Photograph by Erika Layne

“I’m not a scientist, I’m not a researcher, I’m not a clinician, but I am a woman with a lot of lived experience and someone who has intentionally chosen to heal themselves by making the decision to break cycles,” Elle says. “I don’t want this to be super prescriptive. I want people to feel like they’re reading and talking to a friend. I want people to take away accessibility in healing from this.” The aspect of accessibility—which Alex describes as something that “looks like, actually, feels like it’s easy to understand”—is a guiding reason she created How We Heal compilation-style. “I wanted to write a book centered on healing that people felt was in layman’s terms.”

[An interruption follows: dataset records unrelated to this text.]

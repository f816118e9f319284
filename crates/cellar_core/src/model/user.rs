//! Application users.
//!
//! Password hashing happens outside the core; only the hash and salt are
//! stored.

use serde::{Deserialize, Serialize};

#[derive(Debug, Clone, Copy, PartialEq, Eq, Default, Serialize, Deserialize)]
#[serde(rename_all = "snake_case")]
pub enum UserRole {
    #[default]
    User,
    Admin,
}

impl UserRole {
    pub(crate) fn as_db(self) -> &'static str {
        match self {
            Self::User => "user",
            Self::Admin => "admin",
        }
    }

    pub(crate) fn parse_db(value: &str) -> Option<Self> {
        match value {
            "user" => Some(Self::User),
            "admin" => Some(Self::Admin),
            _ => None,
        }
    }
}

#[derive(Debug, Clone, PartialEq, Eq, Serialize, Deserialize)]
pub struct User {
    pub username: String,
    pub password_hash: String,
    pub salt: String,
    pub role: UserRole,
}

impl User {
    pub fn new(
        username: impl Into<String>,
        password_hash: impl Into<String>,
        salt: impl Into<String>,
    ) -> Self {
        Self {
            username: username.into(),
            password_hash: password_hash.into(),
            salt: salt.into(),
            role: UserRole::User,
        }
    }

    pub fn is_admin(&self) -> bool {
        self.role == UserRole::Admin
    }
}

#[cfg(test)]
mod tests {
    use super::UserRole;

    #[test]
    fn role_db_round_trip_and_json_shape() {
        for role in [UserRole::User, UserRole::Admin] {
            assert_eq!(UserRole::parse_db(role.as_db()), Some(role));
        }
        assert_eq!(UserRole::parse_db("root"), None);
        assert_eq!(
            serde_json::to_string(&UserRole::Admin).unwrap(),
            "\"admin\""
        );
    }
}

Resulting is a work grounded in the reflective self-care passages that readers, her social media community (1.4 million on Instagram) and clients (such as Pinterest, Ritual: Wellbeing App, and CIVANA) have grown to love. But split across its four chapters—“Starting from Scratch,” “Befriending Your Fear,” “Reclaiming Your Power,” and “Healing Your Heart”—Alex also threads in journaling prompts, meditations, and excerpts of more than 10 featured subjects, including Megan Rapinoe, Dr. Thema Bryant, and Chriselle Lim.

“All the women I spoke with in the book have different facets to how they tap into their healing. Tabitha Brown is really connected to prayer. Nneka Julia is connected to healing through imagery and photography. Nedra [Tawwab] is connected to gardening. Morgan Harper Nichols is connected to art,” explains Elle. “It doesn’t have to look one way.”

Courtesy of Alex Elle

Through gently guided exercises, Elle nudges readers to get out of their comfort zones as they embark on the mindful techniques in the title, some of which open up pathways for intimate connection. “I would encourage people to not do this work on their own,” she explains. “In How We Heal, we have some conversation prompts where it’s like, ‘Call someone and talk about your fears together.’ A lot of times we think we’re the only ones going through it and we aren’t. It’s just discerning who makes you feel safe and who can you use your voice with to unpack things deeper.”

Elsewhere, some prompts call for more independent activities like creating affirmations, inner-child work, deep internal reflection, and even walking—another aspect of Elle’s morning rituals. “I’ve been walking every single day for over a year,” she notes, explaining that the practice has been restorative for her, (even if she has missed one since this interview took place, as revealed in the latest episode of her This Morning Walk podcast.)

With a book release, ongoing newsletters, writing retreats, and her “Daily Gratitude” series on Ritual, missing just one walk is a true testament to the importance the author places upon the activity, and by extension, her own healing. “Alex Elle has a unique ability to deal with weighty topics like well-being and mental health in a warm, gentle, and approachable way,” Connor Toohill, Ritual app’s co-founder, tells W. “One listener told us, ‘When I’m stressed or anxious, she is like medicine.’”

If Elle is busy helping the world heal, then who—or what—is pouring all of that back into her? For starters, her husband, children, and sister-friends. Reading books, including a lot of Pema Chödrön, an American Tibetan Buddhist whose work When Things Fall Apart changes Elle’s life “every single time” she reads it. Dateline (she’s “obsessed”). The aforementioned “tea and coffee practice.” And even Jenni Kayne slippers, perched next to her bed and ready to slide on—the third of three things that she does to start each morning.

“When are we going to taste our joy if we don’t give ourselves permission to slow down and actually be with what we’re healing?” she asks.